◆ **Your goal**
Among the entries below, count the lines that contain the word "BuyerX". Write down only the total.

[Opening Excerpted data section]

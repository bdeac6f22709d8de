use granary::core::{db, error::GranaryError, store::Store};
use granary::plugins::{catalog, ledger};
use rust_decimal_macros::dec;
use tempfile::TempDir;

fn test_store() -> (TempDir, Store) {
    let tmp = TempDir::new().expect("tempdir");
    let root = tmp.path().join(".granary").join("data");
    std::fs::create_dir_all(&root).expect("create store root");
    db::initialize_farm_db(&root).expect("init farm db");
    (tmp, Store::new(root))
}

fn seed_item(store: &Store, quantity: i64) -> catalog::Item {
    catalog::add_item(store, "Seed-A", catalog::ItemKind::Seed, quantity, dec!(2.00))
        .expect("add item")
}

#[test]
fn purchase_increases_stock_and_appends_entry() {
    let (_tmp, store) = test_store();
    let item = seed_item(&store, 100);

    let entry = ledger::record_purchase(&store, &item.id, 50, dec!(1.50)).expect("buy");
    assert_eq!(entry.quantity, 50);
    assert_eq!(entry.total, dec!(75.00));
    assert!(entry.buyer_name.is_none());

    let after = catalog::get_item(&store, &item.id).expect("get item");
    assert_eq!(after.quantity, 150);

    let entries = ledger::list_entries(&store, Some(&item.id), None).expect("list");
    assert_eq!(entries.len(), 1);
}

#[test]
fn sale_decreases_stock_and_records_buyer() {
    let (_tmp, store) = test_store();
    let item = seed_item(&store, 100);
    ledger::record_purchase(&store, &item.id, 50, dec!(1.50)).expect("buy");

    let entry =
        ledger::record_sale(&store, &item.id, 120, dec!(3.00), "BuyerX").expect("sell");
    assert_eq!(entry.total, dec!(360.00));
    assert_eq!(entry.buyer_name.as_deref(), Some("BuyerX"));

    let after = catalog::get_item(&store, &item.id).expect("get item");
    assert_eq!(after.quantity, 30, "100 + 50 - 120");
}

#[test]
fn stock_conservation_over_entry_sequence() {
    let (_tmp, store) = test_store();
    let item = seed_item(&store, 100);

    ledger::record_purchase(&store, &item.id, 30, dec!(1.00)).expect("buy 30");
    ledger::record_sale(&store, &item.id, 80, dec!(2.50), "A").expect("sell 80");
    ledger::record_purchase(&store, &item.id, 5, dec!(1.10)).expect("buy 5");
    ledger::record_sale(&store, &item.id, 10, dec!(2.75), "B").expect("sell 10");

    let entries = ledger::list_entries(&store, Some(&item.id), None).expect("list");
    let buys: i64 = entries
        .iter()
        .filter(|e| e.kind == ledger::EntryKind::Buy)
        .map(|e| e.quantity)
        .sum();
    let sells: i64 = entries
        .iter()
        .filter(|e| e.kind == ledger::EntryKind::Sell)
        .map(|e| e.quantity)
        .sum();

    let after = catalog::get_item(&store, &item.id).expect("get item");
    assert_eq!(after.quantity, 100 + buys - sells);
    assert_eq!(after.quantity, 45);
}

#[test]
fn oversell_fails_with_no_partial_effect() {
    let (_tmp, store) = test_store();
    let item = seed_item(&store, 10);

    let err = ledger::record_sale(&store, &item.id, 11, dec!(3.00), "BuyerX")
        .expect_err("oversell must fail");
    match err {
        GranaryError::InsufficientStock {
            requested,
            available,
            ..
        } => {
            assert_eq!(requested, 11);
            assert_eq!(available, 10);
        }
        other => panic!("expected InsufficientStock, got {other}"),
    }

    // Neither the stock nor the log moved.
    let after = catalog::get_item(&store, &item.id).expect("get item");
    assert_eq!(after.quantity, 10);
    let entries = ledger::list_entries(&store, Some(&item.id), None).expect("list");
    assert!(entries.is_empty(), "rejected sale must append nothing");
}

#[test]
fn selling_exact_stock_reaches_zero() {
    let (_tmp, store) = test_store();
    let item = seed_item(&store, 10);

    ledger::record_sale(&store, &item.id, 10, dec!(3.00), "BuyerX").expect("sell all");
    let after = catalog::get_item(&store, &item.id).expect("get item");
    assert_eq!(after.quantity, 0);

    let err = ledger::record_sale(&store, &item.id, 1, dec!(3.00), "BuyerX")
        .expect_err("empty stock must reject");
    assert!(matches!(err, GranaryError::InsufficientStock { .. }));
}

#[test]
fn entry_total_is_server_computed_and_rounded() {
    let (_tmp, store) = test_store();
    let item = seed_item(&store, 100);

    // 3 x 0.335 = 1.005, rounds half-up to 1.01.
    let entry = ledger::record_purchase(&store, &item.id, 3, dec!(0.335)).expect("buy");
    assert_eq!(entry.total, dec!(1.01));

    let listed = ledger::list_entries(&store, Some(&item.id), None).expect("list");
    assert_eq!(listed[0].total, dec!(1.01), "stored total matches computed");
}

#[test]
fn rejects_nonpositive_quantity_and_negative_price() {
    let (_tmp, store) = test_store();
    let item = seed_item(&store, 100);

    let err = ledger::record_purchase(&store, &item.id, 0, dec!(1.00))
        .expect_err("zero quantity");
    assert!(matches!(err, GranaryError::InvalidQuantity { .. }));

    let err = ledger::record_sale(&store, &item.id, -5, dec!(1.00), "X")
        .expect_err("negative quantity");
    assert!(matches!(err, GranaryError::InvalidQuantity { .. }));

    let err = ledger::record_purchase(&store, &item.id, 5, dec!(-1.00))
        .expect_err("negative price");
    assert!(matches!(err, GranaryError::Validation(_)));
}

#[test]
fn unknown_item_is_not_found() {
    let (_tmp, store) = test_store();
    let err = ledger::record_purchase(&store, "ITM_missing", 5, dec!(1.00))
        .expect_err("missing item");
    assert!(matches!(err, GranaryError::NotFound(_)));
}

#[test]
fn list_entries_is_creation_ordered_and_filterable() {
    let (_tmp, store) = test_store();
    let item = seed_item(&store, 100);

    ledger::record_purchase(&store, &item.id, 1, dec!(1.00)).expect("buy 1");
    ledger::record_sale(&store, &item.id, 2, dec!(2.00), "A").expect("sell 2");
    ledger::record_purchase(&store, &item.id, 3, dec!(1.00)).expect("buy 3");

    let all = ledger::list_entries(&store, None, None).expect("list all");
    let seqs: Vec<i64> = all.iter().map(|e| e.seq).collect();
    let mut sorted = seqs.clone();
    sorted.sort_unstable();
    assert_eq!(seqs, sorted, "entries come back in insertion order");
    assert_eq!(all.len(), 3);

    let sells =
        ledger::list_entries(&store, None, Some(ledger::EntryKind::Sell)).expect("list sells");
    assert_eq!(sells.len(), 1);
    assert_eq!(sells[0].quantity, 2);
}

#[test]
fn void_reverses_quantity_effect() {
    let (_tmp, store) = test_store();
    let item = seed_item(&store, 100);

    let sale = ledger::record_sale(&store, &item.id, 40, dec!(3.00), "BuyerX").expect("sell");
    assert_eq!(catalog::get_item(&store, &item.id).expect("get").quantity, 60);

    ledger::void_entry(&store, &sale.id).expect("void sale");
    assert_eq!(
        catalog::get_item(&store, &item.id).expect("get").quantity,
        100,
        "voided sale restores stock"
    );
    let entries = ledger::list_entries(&store, Some(&item.id), None).expect("list");
    assert!(entries.is_empty());
}

#[test]
fn voiding_a_buy_rechecks_stock() {
    let (_tmp, store) = test_store();
    let item = seed_item(&store, 0);

    let buy = ledger::record_purchase(&store, &item.id, 50, dec!(1.00)).expect("buy 50");
    ledger::record_sale(&store, &item.id, 40, dec!(2.00), "A").expect("sell 40");

    // Only 10 on hand; removing the 50-unit buy would drive stock negative.
    let err = ledger::void_entry(&store, &buy.id).expect_err("void must re-check stock");
    assert!(matches!(err, GranaryError::InsufficientStock { .. }));
    assert_eq!(catalog::get_item(&store, &item.id).expect("get").quantity, 10);
}

#[test]
fn traded_item_quantity_is_ledger_owned() {
    let (_tmp, store) = test_store();
    let item = seed_item(&store, 100);
    ledger::record_purchase(&store, &item.id, 5, dec!(1.00)).expect("buy");

    let patch = catalog::ItemPatch {
        quantity: Some(7),
        ..Default::default()
    };
    let err = catalog::update_item(&store, &item.id, &patch).expect_err("direct edit rejected");
    assert!(matches!(err, GranaryError::Validation(_)));

    // Name and price edits remain allowed.
    let patch = catalog::ItemPatch {
        name: Some("Seed-A premium".to_string()),
        unit_price: Some(dec!(2.25)),
        ..Default::default()
    };
    let updated = catalog::update_item(&store, &item.id, &patch).expect("metadata edit");
    assert_eq!(updated.name, "Seed-A premium");
    assert_eq!(updated.quantity, 105, "quantity untouched");

    let err = catalog::delete_item(&store, &item.id).expect_err("history blocks delete");
    assert!(matches!(err, GranaryError::Validation(_)));
}

#[test]
fn ledger_events_file_mirrors_committed_entries() {
    let (_tmp, store) = test_store();
    let item = seed_item(&store, 100);

    ledger::record_purchase(&store, &item.id, 5, dec!(1.00)).expect("buy");
    let sale = ledger::record_sale(&store, &item.id, 3, dec!(2.00), "A").expect("sell");
    ledger::void_entry(&store, &sale.id).expect("void");

    let events = std::fs::read_to_string(db::ledger_events_path(&store.root))
        .expect("read events file");
    let lines: Vec<&str> = events.lines().filter(|l| !l.trim().is_empty()).collect();
    assert_eq!(lines.len(), 3, "one event per committed mutation");
    for line in &lines {
        let v: serde_json::Value = serde_json::from_str(line).expect("valid JSONL");
        assert!(v.get("event_type").is_some());
        assert!(v.get("entry_id").is_some());
    }
    assert!(events.contains("entry.buy"));
    assert!(events.contains("entry.sell"));
    assert!(events.contains("entry.voided"));
}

[Closing Excerpted data section]

◆ **Task answer**
6